January 28, 2014

Sonata for a Scoundrel

http://www.amazon.com/exec/obidos/ASIN/B00FJNPJMW/themisaofsupe-20
Sonata for a Scoundrel by Anthea Lawson is just the sort of historical romance I should love.  While it has the familiar European setting of countless other historicals out there, it has the added bonus of not being another Heroine Lands Herself A Duke story.  Set in 1830, with a rich musical backdrop, the hero is a celebrated concert violinist and the heroine is a composer who publishes under her brother's name.  Because, you know, girls can't write music!  The horrors!  So I settled in for what I hoped would be a suitably gut-wrenching emotional read about a heroine forced to live a lie and falling in love with a man who has no idea that he's playing her music.  Instead?  Yeah, not so much.

Clara Becker grew up in a musical family and at one point they were financially solvent.  Sadly, her mother's long illness drained the family finances leaving Clara, her brother Nicholas, and their father barely living hand to mouth.  Nicholas used to teach piano until he mysteriously lost all of his students due to his fits of melancholy.  Daddy doesn't seem to do much of anything (at least not over the course of the story), so it's up to Clara to keep them afloat, barely, with her composing.  However, as a mere woman, and with the threat of scandal looming over their heads should the truth be known, Clara writes under her brother's name - an open secret among their family of three.  Which is how Darien Reynard comes to find them.  A celebrated violinist, he stumbles across one of "Nicholas'" pieces and knows this unknown, talented composer is just the thing his career needs.  Certainly Nicholas is loathe to have to carry this charade out in the public eye, but damn - Darien is offering them obscene gobs of money.  He accepts the job offer, on one condition.  Dear sister Clara must be allowed to join the tour.

For the longest time this one fell into my dreaded "It's OK" category.  It's readable, I never felt like I was slogging through it, but it was an easy story to put down and not come back to for a while.  The corker was that it took me forever to figure out what "my problem" was with the story - and it finally dawned on me near the 75% mark (thank you Kindle).  My problem was with Clara.  She's totally inoffensive, and that's not really a good thing with a plot of this nature.  I want her to be offensive.  I want her to be bitter and angry and torn about the lie she is being forced to live.  I want her to be angry.  I want her, even if it's in the privacy of her own internal thoughts, to wail at the injustice of her life and be torn about the secret she feels she has to keep - even after she has fallen in love with Darien.  I mean, this is a huge honker of a Big Secret.  Keeping a secret like this, being forced to hide your talent only because of the mere fact you don't have a penis, being forced to let your brother take the acclaim that is rightfully yours?  Yeah, I guess I expected more than just a pale, white-washed heroine who frets over her brother's dark moods and swoons at Darien's talent.  What about your talent cupcake?
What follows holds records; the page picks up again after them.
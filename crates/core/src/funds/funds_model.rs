//! Fund transaction domain models.

use std::fmt;
use std::str::FromStr;

use chrono::{NaiveDate, NaiveDateTime};
use serde::{Deserialize, Serialize};

use crate::errors::{Error, ValidationError};

#[derive(Debug, Clone, Copy, PartialEq, Eq, Hash, Serialize, Deserialize, Default)]
#[serde(rename_all = "lowercase")]
pub enum FundTransactionType {
    #[default]
    Allocated,
    Released,
    Utilized,
}

impl FundTransactionType {
    pub fn as_str(&self) -> &'static str {
        match self {
            FundTransactionType::Allocated => "allocated",
            FundTransactionType::Released => "released",
            FundTransactionType::Utilized => "utilized",
        }
    }
}

impl FromStr for FundTransactionType {
    type Err = Error;

    fn from_str(s: &str) -> Result<Self, Self::Err> {
        match s.trim().to_ascii_lowercase().as_str() {
            "allocated" => Ok(FundTransactionType::Allocated),
            "released" => Ok(FundTransactionType::Released),
            "utilized" => Ok(FundTransactionType::Utilized),
            _ => Err(ValidationError::InvalidEnum {
                field: "fund transaction type",
                value: s.to_string(),
            }
            .into()),
        }
    }
}

impl fmt::Display for FundTransactionType {
    fn fmt(&self, f: &mut fmt::Formatter<'_>) -> fmt::Result {
        f.write_str(self.as_str())
    }
}

#[derive(Debug, Clone, Serialize, Deserialize, PartialEq)]
pub struct FundTransaction {
    pub id: i32,
    pub project_id: i32,
    pub amount: f64,
    pub transaction_date: NaiveDate,
    #[serde(rename = "type")]
    pub transaction_type: FundTransactionType,
    pub note: Option<String>,
    pub created_at: NaiveDateTime,
}

/// Request body for recording a transaction against a project.
#[derive(Debug, Clone, Serialize, Deserialize)]
pub struct NewFundTransaction {
    pub amount: f64,
    #[serde(rename = "type")]
    pub transaction_type: String,
    pub note: Option<String>,
}

impl NewFundTransaction {
    pub fn parsed_type(&self) -> crate::Result<FundTransactionType> {
        self.transaction_type.parse()
    }

    pub fn validate(&self) -> crate::Result<FundTransactionType> {
        if !self.amount.is_finite() || self.amount <= 0.0 {
            return Err(Error::invalid("amount must be a positive number"));
        }
        self.parsed_type()
    }
}
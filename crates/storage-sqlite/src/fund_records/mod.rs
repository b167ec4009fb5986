//! SQLite storage implementation for the unversioned API's fund ledger.

mod model;
mod repository;

pub use model::{FundRecordDB, FundRecordWriteDB};
pub use repository::FundRecordRepository;
#[cfg(test)]
mod tests {
    use super::*;
    use crate::agencies::{Agency, AgencyStatus, AgencyType, NewAgency};
    use crate::audit::NewAuditLog;
    use crate::dashboard::{BudgetTotals, ComponentBreakdown, ProgressSample, StateBreakdown};
    use crate::funds::FundTransaction;
    use crate::projects::{
        Project, ProjectComponent, ProjectFilter, ProjectRecord, ProjectStatus, ProjectSummary,
    };
    use crate::states::{NewState, State};
    use crate::tasks::{Task, TaskPriority, TaskRecord};
    use crate::users::UserRole;
    use async_trait::async_trait;
    use chrono::NaiveDateTime;

    fn date(y: i32, m: u32, d: u32) -> NaiveDate {
        NaiveDate::from_ymd_opt(y, m, d).unwrap()
    }

    fn ts() -> NaiveDateTime {
        date(2024, 1, 1).and_hms_opt(0, 0, 0).unwrap()
    }

    fn project(id: i32, state_id: i32, lat: Option<f64>) -> Project {
        Project {
            id,
            title: format!("Project {id}"),
            component: ProjectComponent::Gia,
            state_id,
            agency_ids: vec![],
            budget_total: 1000.0,
            budget_released: 250.0,
            start_date: date(2024, 1, 1),
            end_date: date(2024, 4, 10),
            status: ProjectStatus::Ongoing,
            latitude: lat,
            longitude: lat,
            progress_percent: 20,
            description: None,
            created_at: ts(),
            updated_at: ts(),
        }
    }

    fn task(id: i32, status: TaskStatus, deadline: Option<NaiveDate>) -> Task {
        Task {
            id,
            sender: "A".into(),
            receiver: "B".into(),
            title: format!("Task {id}"),
            description: None,
            deadline,
            priority: TaskPriority::Medium,
            status,
            created_at: ts(),
            updated_at: ts(),
        }
    }

    /// One in-memory fixture standing in for every repository the service reads.
    struct Fixture {
        projects: Vec<Project>,
        tasks: Vec<Task>,
    }

    impl Fixture {
        fn summary(&self, p: &Project) -> ProjectSummary {
            ProjectSummary {
                project: p.clone(),
                state_name: "Maharashtra".into(),
                state_code: "MH".into(),
            }
        }
    }

    impl DashboardRepositoryTrait for Fixture {
        fn project_totals(&self, state_id: Option<i32>) -> Result<BudgetTotals> {
            let rows: Vec<&Project> = self
                .projects
                .iter()
                .filter(|p| state_id.map_or(true, |id| p.state_id == id))
                .collect();
            Ok(BudgetTotals {
                project_count: rows.len() as i64,
                budget_total: rows.iter().map(|p| p.budget_total).sum(),
                budget_released: rows.iter().map(|p| p.budget_released).sum(),
            })
        }

        fn ongoing_progress_samples(&self) -> Result<Vec<ProgressSample>> {
            Ok(self
                .projects
                .iter()
                .filter(|p| p.status == ProjectStatus::Ongoing)
                .map(|p| ProgressSample {
                    project_id: p.id,
                    progress_percent: p.progress_percent,
                    start_date: p.start_date,
                    end_date: p.end_date,
                })
                .collect())
        }

        fn state_breakdown(&self) -> Result<Vec<StateBreakdown>> {
            Ok(vec![
                StateBreakdown {
                    name: "Maharashtra".into(),
                    code: "MH".into(),
                    project_count: 2,
                    total_budget: 2000.0,
                    avg_progress: 33.3333,
                },
                StateBreakdown {
                    name: "Delhi".into(),
                    code: "DL".into(),
                    project_count: 0,
                    total_budget: 0.0,
                    avg_progress: 0.0,
                },
            ])
        }

        fn component_breakdown(&self) -> Result<Vec<ComponentBreakdown>> {
            Ok(vec![ComponentBreakdown {
                component: "GIA".into(),
                count: 2,
                budget: 2000.0,
                progress: 16.666,
            }])
        }
    }

    #[async_trait]
    impl StateRepositoryTrait for Fixture {
        fn list_states(&self) -> Result<Vec<State>> {
            Ok(vec![])
        }
        fn get_state(&self, state_id: i32) -> Result<Option<State>> {
            Ok((state_id == 1).then(|| State {
                id: 1,
                name: "Maharashtra".into(),
                code: "MH".into(),
                created_at: ts(),
            }))
        }
        async fn insert_state(&self, _new_state: NewState) -> Result<State> {
            unimplemented!()
        }
    }

    #[async_trait]
    impl ProjectRepositoryTrait for Fixture {
        fn list_projects(&self, _filter: &ProjectFilter) -> Result<Vec<ProjectSummary>> {
            Ok(self.projects.iter().map(|p| self.summary(p)).collect())
        }
        fn get_project(&self, project_id: i32) -> Result<Option<ProjectSummary>> {
            Ok(self
                .projects
                .iter()
                .find(|p| p.id == project_id)
                .map(|p| self.summary(p)))
        }
        fn list_projects_by_state(&self, state_id: i32) -> Result<Vec<Project>> {
            Ok(self
                .projects
                .iter()
                .filter(|p| p.state_id == state_id)
                .cloned()
                .collect())
        }
        fn list_mapped_projects(&self) -> Result<Vec<ProjectSummary>> {
            Ok(self
                .projects
                .iter()
                .filter(|p| p.has_coordinates())
                .map(|p| self.summary(p))
                .collect())
        }
        async fn insert_project(&self, _record: ProjectRecord) -> Result<Project> {
            unimplemented!()
        }
        async fn update_progress(
            &self,
            _project_id: i32,
            _progress_percent: i32,
            _audit: NewAuditLog,
        ) -> Result<usize> {
            unimplemented!()
        }
    }

    #[async_trait]
    impl AgencyRepositoryTrait for Fixture {
        fn list_agencies(&self, filter: &AgencyFilter) -> Result<Vec<Agency>> {
            let agency = Agency {
                id: 1,
                name: "Maharashtra Rural Development".into(),
                agency_type: AgencyType::Implementing,
                contact: None,
                location: None,
                state_id: Some(1),
                roles: None,
                status: AgencyStatus::Active,
                created_at: ts(),
            };
            Ok(if filter.state_id == Some(1) {
                vec![agency]
            } else {
                vec![]
            })
        }
        fn get_agency(&self, _agency_id: i32) -> Result<Option<Agency>> {
            Ok(None)
        }
        fn count_agencies(&self) -> Result<i64> {
            Ok(4)
        }
        async fn insert_agency(&self, _new_agency: NewAgency) -> Result<Agency> {
            unimplemented!()
        }
        async fn update_agency(&self, _agency_id: i32, _update: NewAgency) -> Result<Agency> {
            unimplemented!()
        }
        async fn delete_agency(&self, _agency_id: i32) -> Result<usize> {
            unimplemented!()
        }
    }

    #[async_trait]
    impl TaskRepositoryTrait for Fixture {
        fn list_tasks(&self) -> Result<Vec<Task>> {
            Ok(self.tasks.clone())
        }
        fn get_task(&self, _task_id: i32) -> Result<Option<Task>> {
            Ok(None)
        }
        async fn insert_task(&self, _record: TaskRecord) -> Result<Task> {
            unimplemented!()
        }
        async fn update_task(&self, _task_id: i32, _record: TaskRecord) -> Result<Task> {
            unimplemented!()
        }
        async fn delete_task(&self, _task_id: i32) -> Result<usize> {
            unimplemented!()
        }
    }

    #[async_trait]
    impl FundTransactionRepositoryTrait for Fixture {
        fn list_transactions(&self, _project_id: i32) -> Result<Vec<FundTransaction>> {
            Ok(vec![])
        }
        fn sum_by_type(&self, transaction_type: FundTransactionType) -> Result<f64> {
            Ok(match transaction_type {
                FundTransactionType::Utilized => 120.0,
                _ => 0.0,
            })
        }
        async fn record_transaction(
            &self,
            _project_id: i32,
            _amount: f64,
            _transaction_type: FundTransactionType,
            _note: Option<String>,
            _audit: NewAuditLog,
        ) -> Result<FundTransaction> {
            unimplemented!()
        }
    }

    fn service(fixture: Fixture) -> DashboardService {
        let f = Arc::new(fixture);
        DashboardService::new(f.clone(), f.clone(), f.clone(), f.clone(), f.clone(), f)
    }

    fn actor(role: UserRole, state_id: Option<i32>) -> Actor {
        Actor {
            user_id: 9,
            email: "someone@pmajay.gov.in".into(),
            role,
            state_id,
        }
    }

    #[test]
    fn central_dashboard_aggregates() {
        let mut behind = project(1, 1, Some(18.5));
        behind.progress_percent = 20;
        let mut on_track = project(2, 1, None);
        on_track.progress_percent = 60;
        let svc = service(Fixture {
            projects: vec![behind, on_track],
            tasks: vec![],
        });

        // 2024-02-20 is day 50 of 100: expected progress 50.
        let dash = svc.get_central_dashboard(date(2024, 2, 20)).unwrap();
        assert_eq!(dash.total_projects, 2);
        assert_eq!(dash.total_budget, 2000.0);
        assert_eq!(dash.budget_released, 500.0);
        assert_eq!(dash.budget_utilized, 120.0);
        assert_eq!(dash.utilization_rate, 25.0);
        assert_eq!(dash.avg_progress, 40.0);
        assert_eq!(dash.slabr, 1);
        assert_eq!(dash.state_wise_data[0].avg_progress, 33.33);
        assert_eq!(dash.state_wise_data.len(), 2);
        assert_eq!(dash.component_wise_data[0].progress, 16.67);

        let json = serde_json::to_value(&dash).unwrap();
        assert!(json.get("totalProjects").is_some());
        assert!(json.get("stateWiseData").is_some());
        assert_eq!(json["stateWiseData"][0]["project_count"], 2);
    }

    #[test]
    fn empty_portfolio_yields_zero_rates() {
        let svc = service(Fixture {
            projects: vec![],
            tasks: vec![],
        });
        let dash = svc.get_central_dashboard(date(2024, 2, 20)).unwrap();
        assert_eq!(dash.utilization_rate, 0.0);
        assert_eq!(dash.avg_progress, 0.0);
        assert_eq!(dash.slabr, 0);
    }

    #[test]
    fn state_dashboard_respects_officer_scope() {
        let svc = service(Fixture {
            projects: vec![project(1, 1, None), project(2, 2, None)],
            tasks: vec![],
        });

        let own = svc
            .get_state_dashboard(&actor(UserRole::StateUser, Some(1)), 1)
            .unwrap();
        assert_eq!(own.total_projects, 1);
        assert_eq!(own.projects.len(), 1);
        assert_eq!(own.agencies.len(), 1);
        assert_eq!(own.utilization_rate, 25.0);

        let err = svc
            .get_state_dashboard(&actor(UserRole::StateUser, Some(1)), 2)
            .unwrap_err();
        assert!(matches!(err, Error::Forbidden(_)));

        let missing = svc
            .get_state_dashboard(&actor(UserRole::Central, None), 42)
            .unwrap_err();
        assert!(missing.is_not_found());
    }

    #[test]
    fn public_dashboard_counts_mapped_projects_only() {
        let svc = service(Fixture {
            projects: vec![project(1, 1, Some(18.5)), project(2, 1, None)],
            tasks: vec![],
        });
        let public = svc.get_public_dashboard().unwrap();
        assert_eq!(public.total_projects, 1);
        assert_eq!(public.total_budget, 2000.0);
        assert_eq!(public.projects[0].state_code, "MH");
    }

    #[test]
    fn summary_stats_count_completed_tasks() {
        let today = date(2024, 6, 1);
        let svc = service(Fixture {
            projects: vec![project(1, 1, None)],
            tasks: vec![
                task(1, TaskStatus::Completed, Some(date(2024, 5, 1))),
                task(2, TaskStatus::Pending, Some(date(2024, 5, 1))),
                task(3, TaskStatus::InProgress, None),
            ],
        });
        let stats = svc.get_summary_stats(today).unwrap();
        assert_eq!(stats.total_agencies, 4);
        assert_eq!(stats.total_allocated, 1000.0);
        assert_eq!(stats.total_used, 250.0);
        assert_eq!(stats.utilization_rate, 25.0);
        assert_eq!(stats.total_tasks, 3);
        assert_eq!(stats.completed_tasks, 1);
        assert_eq!(stats.completion_rate, 33.33);
    }

    #[test]
    fn export_uses_state_breakdown() {
        let svc = service(Fixture {
            projects: vec![],
            tasks: vec![],
        });
        let csv = svc.export_state_report().unwrap();
        assert!(csv.starts_with("State,Projects,Budget,Progress\n"));
        assert!(csv.contains("Maharashtra,2,2000,33.33"));
    }
}
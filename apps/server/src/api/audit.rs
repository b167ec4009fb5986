use std::sync::Arc;

use axum::{
    extract::State,
    routing::get,
    Json, Router,
};
use pmajay_core::audit::{AuditLog, AuditLogFilter};

use crate::{
    auth::{gated, CENTRAL_ONLY},
    error::ApiResult,
    extract::ApiQuery,
    main_lib::AppState,
};

async fn list_audit_logs(
    State(state): State<Arc<AppState>>,
    ApiQuery(filter): ApiQuery<AuditLogFilter>,
) -> ApiResult<Json<Vec<AuditLog>>> {
    let logs = state.audit_service.get_audit_logs(&filter)?;
    Ok(Json(logs))
}

pub fn router(state: &Arc<AppState>) -> Router<Arc<AppState>> {
    gated(
        Router::new().route("/audit-logs", get(list_audit_logs)),
        state,
        CENTRAL_ONLY,
    )
}
use std::sync::Arc;
use std::time::{Duration, SystemTime, UNIX_EPOCH};

use axum::{
    body::Body,
    extract::State,
    http::{header::AUTHORIZATION, HeaderMap, Request, StatusCode},
    middleware::{self, Next},
    response::{IntoResponse, Response},
    routing::{get, post},
    Extension, Json, Router,
};
use base64::{engine::general_purpose::STANDARD as BASE64, Engine as _};
use jsonwebtoken::{decode, encode, Algorithm, DecodingKey, EncodingKey, Header, Validation};
use pmajay_core::errors::{DatabaseError, Error as CoreError};
use pmajay_core::users::{Actor, NewUser, User, UserRole};
use rand::{rngs::OsRng, RngCore};
use serde::{Deserialize, Serialize};

use crate::error::{ApiError, ApiResult};
use crate::extract::ApiJson;
use crate::main_lib::AppState;

/// Roles allowed through a gated route group.
pub type RoleSet = &'static [UserRole];

pub const CENTRAL_ONLY: RoleSet = &[UserRole::Central];
pub const CENTRAL_AND_STATE: RoleSet = &[UserRole::Central, UserRole::StateUser];
pub const FIELD_STAFF: RoleSet = &[UserRole::Central, UserRole::StateUser, UserRole::Agency];

pub struct AuthManager {
    encoding_key: EncodingKey,
    decoding_key: DecodingKey,
    validation: Validation,
    token_ttl: Duration,
}

#[derive(Debug)]
pub enum AuthError {
    MissingToken,
    InvalidToken,
    Forbidden,
    Internal(String),
}

#[derive(Serialize)]
struct AuthErrorBody {
    code: u16,
    message: String,
}

#[derive(Debug, Serialize, Deserialize)]
struct Claims {
    sub: String,
    email: String,
    role: String,
    state_id: Option<i32>,
    iat: usize,
    exp: usize,
}

#[derive(Deserialize)]
pub struct LoginRequest {
    pub email: String,
    pub password: String,
}

#[derive(Serialize)]
pub struct LoginUser {
    pub id: i32,
    pub name: String,
    pub email: String,
    pub role: UserRole,
    pub state_id: Option<i32>,
}

#[derive(Serialize)]
pub struct LoginResponse {
    pub token: String,
    pub user: LoginUser,
}

#[derive(Serialize)]
pub struct CreatedResponse {
    pub id: i32,
    pub message: String,
}

impl From<User> for LoginUser {
    fn from(user: User) -> Self {
        LoginUser {
            id: user.id,
            name: user.name,
            email: user.email,
            role: user.role,
            state_id: user.state_id,
        }
    }
}

impl AuthManager {
    pub fn new(secret: &[u8], token_ttl: Duration) -> Self {
        let mut validation = Validation::new(Algorithm::HS256);
        validation.validate_exp = true;
        validation.leeway = 0;
        Self {
            encoding_key: EncodingKey::from_secret(secret),
            decoding_key: DecodingKey::from_secret(secret),
            validation,
            token_ttl,
        }
    }

    /// Builds the manager from the configured secret, or from a random one
    /// when none is configured. Tokens signed with a random secret do not
    /// survive a restart.
    pub fn from_config(secret: Option<&str>, token_ttl: Duration) -> anyhow::Result<Self> {
        let key = match secret {
            Some(raw) => decode_secret_key(raw)?,
            None => {
                tracing::warn!(
                    "PMAJAY_JWT_SECRET is not set; using an ephemeral signing key"
                );
                let mut bytes = vec![0u8; 32];
                OsRng.fill_bytes(&mut bytes);
                bytes
            }
        };
        Ok(Self::new(&key, token_ttl))
    }

    pub fn issue_token(&self, user: &User) -> Result<String, AuthError> {
        let now = SystemTime::now()
            .duration_since(UNIX_EPOCH)
            .map_err(|_| AuthError::Internal("System clock is before UNIX_EPOCH".into()))?;
        let exp = now + self.token_ttl;
        let claims = Claims {
            sub: user.id.to_string(),
            email: user.email.clone(),
            role: user.role.as_str().to_string(),
            state_id: user.state_id,
            iat: now.as_secs() as usize,
            exp: exp.as_secs() as usize,
        };
        encode(&Header::new(Algorithm::HS256), &claims, &self.encoding_key)
            .map_err(|e| AuthError::Internal(format!("Failed to sign token: {e}")))
    }

    /// Verifies signature and expiry and returns the caller's identity.
    pub fn validate_token(&self, token: &str) -> Result<Actor, AuthError> {
        let data = decode::<Claims>(token, &self.decoding_key, &self.validation)
            .map_err(|_| AuthError::InvalidToken)?;
        let claims = data.claims;
        let user_id = claims
            .sub
            .parse::<i32>()
            .map_err(|_| AuthError::InvalidToken)?;
        let role = claims
            .role
            .parse::<UserRole>()
            .map_err(|_| AuthError::InvalidToken)?;
        Ok(Actor {
            user_id,
            email: claims.email,
            role,
            state_id: claims.state_id,
        })
    }

    /// Reads an optional bearer token. An absent header yields `None`; a
    /// present but bad one is rejected.
    pub fn actor_from_headers(&self, headers: &HeaderMap) -> Result<Option<Actor>, AuthError> {
        match bearer_token(headers)? {
            Some(token) => self.validate_token(token).map(Some),
            None => Ok(None),
        }
    }
}

impl IntoResponse for AuthError {
    fn into_response(self) -> Response {
        let (status, message) = match self {
            AuthError::MissingToken => (StatusCode::UNAUTHORIZED, "No token provided".to_string()),
            AuthError::InvalidToken => (StatusCode::UNAUTHORIZED, "Invalid token".to_string()),
            AuthError::Forbidden => (
                StatusCode::FORBIDDEN,
                "Insufficient permissions".to_string(),
            ),
            AuthError::Internal(msg) => (StatusCode::INTERNAL_SERVER_ERROR, msg),
        };
        let body = Json(AuthErrorBody {
            code: status.as_u16(),
            message,
        });
        (status, body).into_response()
    }
}

impl From<AuthError> for ApiError {
    fn from(err: AuthError) -> Self {
        match err {
            AuthError::Internal(msg) => ApiError::Internal(msg),
            AuthError::MissingToken | AuthError::InvalidToken => {
                ApiError::Core(CoreError::InvalidCredentials)
            }
            AuthError::Forbidden => {
                ApiError::Core(CoreError::Forbidden("Insufficient permissions".into()))
            }
        }
    }
}

pub fn decode_secret_key(raw: &str) -> anyhow::Result<Vec<u8>> {
    let trimmed = raw.trim();
    if trimmed.is_empty() {
        anyhow::bail!("JWT secret cannot be empty");
    }
    let decoded = match BASE64.decode(trimmed) {
        Ok(bytes) => bytes,
        Err(_) if trimmed.len() == 32 => trimmed.as_bytes().to_vec(),
        Err(_) => {
            anyhow::bail!("JWT secret must be base64 encoded or a 32-byte ASCII string")
        }
    };

    if decoded.len() != 32 {
        anyhow::bail!("JWT secret must decode to exactly 32 bytes");
    }

    Ok(decoded)
}

fn bearer_token(headers: &HeaderMap) -> Result<Option<&str>, AuthError> {
    let Some(value) = headers.get(AUTHORIZATION) else {
        return Ok(None);
    };
    let header = value.to_str().map_err(|_| AuthError::InvalidToken)?;
    let mut parts = header.splitn(2, ' ');
    match (parts.next(), parts.next()) {
        (Some(scheme), Some(token))
            if scheme.eq_ignore_ascii_case("bearer") && !token.trim().is_empty() =>
        {
            Ok(Some(token.trim()))
        }
        _ => Err(AuthError::InvalidToken),
    }
}

pub async fn require_jwt(
    State(state): State<Arc<AppState>>,
    mut request: Request<Body>,
    next: Next,
) -> Result<Response, AuthError> {
    let token = bearer_token(request.headers())?.ok_or(AuthError::MissingToken)?;
    let actor = state.auth.validate_token(token)?;
    request.extensions_mut().insert(actor);
    Ok(next.run(request).await)
}

/// Rejects callers whose role is not in `allowed`. Runs after `require_jwt`.
pub async fn require_role(
    allowed: RoleSet,
    request: Request<Body>,
    next: Next,
) -> Result<Response, AuthError> {
    let actor = request
        .extensions()
        .get::<Actor>()
        .ok_or(AuthError::MissingToken)?;
    if !allowed.contains(&actor.role) {
        tracing::debug!(
            "User {} with role {} denied access to {}",
            actor.user_id,
            actor.role,
            request.uri().path()
        );
        return Err(AuthError::Forbidden);
    }
    Ok(next.run(request).await)
}

/// Puts every route of `router` behind token verification and the role gate.
pub fn gated(
    router: Router<Arc<AppState>>,
    state: &Arc<AppState>,
    allowed: RoleSet,
) -> Router<Arc<AppState>> {
    router
        .route_layer(middleware::from_fn(
            move |request: Request<Body>, next: Next| require_role(allowed, request, next),
        ))
        .route_layer(middleware::from_fn_with_state(state.clone(), require_jwt))
}

/// Puts every route of `router` behind token verification only.
pub fn authenticated(
    router: Router<Arc<AppState>>,
    state: &Arc<AppState>,
) -> Router<Arc<AppState>> {
    router.route_layer(middleware::from_fn_with_state(state.clone(), require_jwt))
}

async fn login(
    State(state): State<Arc<AppState>>,
    ApiJson(payload): ApiJson<LoginRequest>,
) -> ApiResult<Json<LoginResponse>> {
    let user = state
        .user_service
        .authenticate(&payload.email, &payload.password)
        .await?;
    let token = state.auth.issue_token(&user)?;
    tracing::info!("User {} logged in", user.id);
    Ok(Json(LoginResponse {
        token,
        user: user.into(),
    }))
}

async fn register(
    State(state): State<Arc<AppState>>,
    headers: HeaderMap,
    ApiJson(payload): ApiJson<NewUser>,
) -> Result<(StatusCode, Json<CreatedResponse>), Response> {
    let requester = state
        .auth
        .actor_from_headers(&headers)
        .map_err(IntoResponse::into_response)?;
    let user = state
        .user_service
        .register(requester.as_ref(), payload)
        .await
        .map_err(|err| match err {
            CoreError::Database(DatabaseError::UniqueViolation(_)) => {
                ApiError::Conflict("User already exists".to_string()).into_response()
            }
            other => ApiError::from(other).into_response(),
        })?;
    Ok((
        StatusCode::CREATED,
        Json(CreatedResponse {
            id: user.id,
            message: "User registered successfully".to_string(),
        }),
    ))
}

async fn me(Extension(actor): Extension<Actor>) -> Json<Actor> {
    Json(actor)
}

pub fn router(state: &Arc<AppState>) -> Router<Arc<AppState>> {
    Router::new()
        .route("/auth/login", post(login))
        .route("/auth/register", post(register))
        .merge(authenticated(
            Router::new().route("/auth/me", get(me)),
            state,
        ))
}

#[cfg(test)]
mod tests {
    use super::*;
    use chrono::NaiveDate;

    fn user(role: UserRole, state_id: Option<i32>) -> User {
        User {
            id: 7,
            name: "Maharashtra Officer".to_string(),
            email: "officer@mh.gov.in".to_string(),
            role,
            state_id,
            created_at: NaiveDate::from_ymd_opt(2024, 1, 1)
                .unwrap()
                .and_hms_opt(0, 0, 0)
                .unwrap(),
        }
    }

    #[test]
    fn issued_tokens_round_trip_identity() {
        let auth = AuthManager::new(&[7u8; 32], Duration::from_secs(60));
        let token = auth
            .issue_token(&user(UserRole::StateUser, Some(1)))
            .unwrap();
        let actor = auth.validate_token(&token).unwrap();
        assert_eq!(actor.user_id, 7);
        assert_eq!(actor.role, UserRole::StateUser);
        assert_eq!(actor.state_id, Some(1));
    }

    #[test]
    fn tokens_from_another_key_are_rejected() {
        let issuer = AuthManager::new(&[1u8; 32], Duration::from_secs(60));
        let verifier = AuthManager::new(&[2u8; 32], Duration::from_secs(60));
        let token = issuer.issue_token(&user(UserRole::Central, None)).unwrap();
        assert!(matches!(
            verifier.validate_token(&token),
            Err(AuthError::InvalidToken)
        ));
        assert!(matches!(
            verifier.validate_token("not-a-jwt"),
            Err(AuthError::InvalidToken)
        ));
    }

    #[test]
    fn expired_tokens_are_rejected() {
        let auth = AuthManager::new(&[3u8; 32], Duration::from_secs(0));
        let token = auth.issue_token(&user(UserRole::Central, None)).unwrap();
        std::thread::sleep(Duration::from_millis(1100));
        assert!(auth.validate_token(&token).is_err());
    }

    #[test]
    fn bearer_header_parsing() {
        let mut headers = HeaderMap::new();
        assert!(bearer_token(&headers).unwrap().is_none());

        headers.insert(AUTHORIZATION, "Bearer abc.def".parse().unwrap());
        assert_eq!(bearer_token(&headers).unwrap(), Some("abc.def"));

        headers.insert(AUTHORIZATION, "Basic abc".parse().unwrap());
        assert!(bearer_token(&headers).is_err());
    }

    #[test]
    fn secret_must_be_32_bytes() {
        assert!(decode_secret_key(&BASE64.encode([9u8; 32])).is_ok());
        assert!(decode_secret_key("0123456789abcdef0123456789abcde!").is_ok());
        assert!(decode_secret_key("short").is_err());
        assert!(decode_secret_key("  ").is_err());
    }
}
The irony is that it's Nicholas, Clara's brother, who struggles mightily with the deception.  The reader literally sees this man fall apart over the course of the story.  Reading between the lines one can deduce he suffers from depression.  Living a lie, having to act his way through the tour with Darien, protecting his sister, and being forced into this lie for the good of the family?  It's easy to see why he collapses under the strain.  However the fact that he's the one that dissolves into a puddle, while the heroine seems to merrily traipse along, just didn't work for me.

Darien seems like an OK sort of bloke.  I liked that, especially early on in the story, he exhibited a bit of an ego.  I also liked that once he deduces Clara's Big Secret he doesn't have a major meltdown snit-fit over it.  However I would have loved more information about his past, especially since the author teases readers with a rather tragic one (born in the gutter, used his musical gifts to rise above etc.).  Instead we get a rather stock villain (a former student, naturally) and a former opera singer lover who threw him over because she disliked life on the road and wanted a more conventional life.

Ultimately I found this to be an OK story where I found myself muttering "What if...." a lot.  I wanted it to be more and it just never quite got there for me.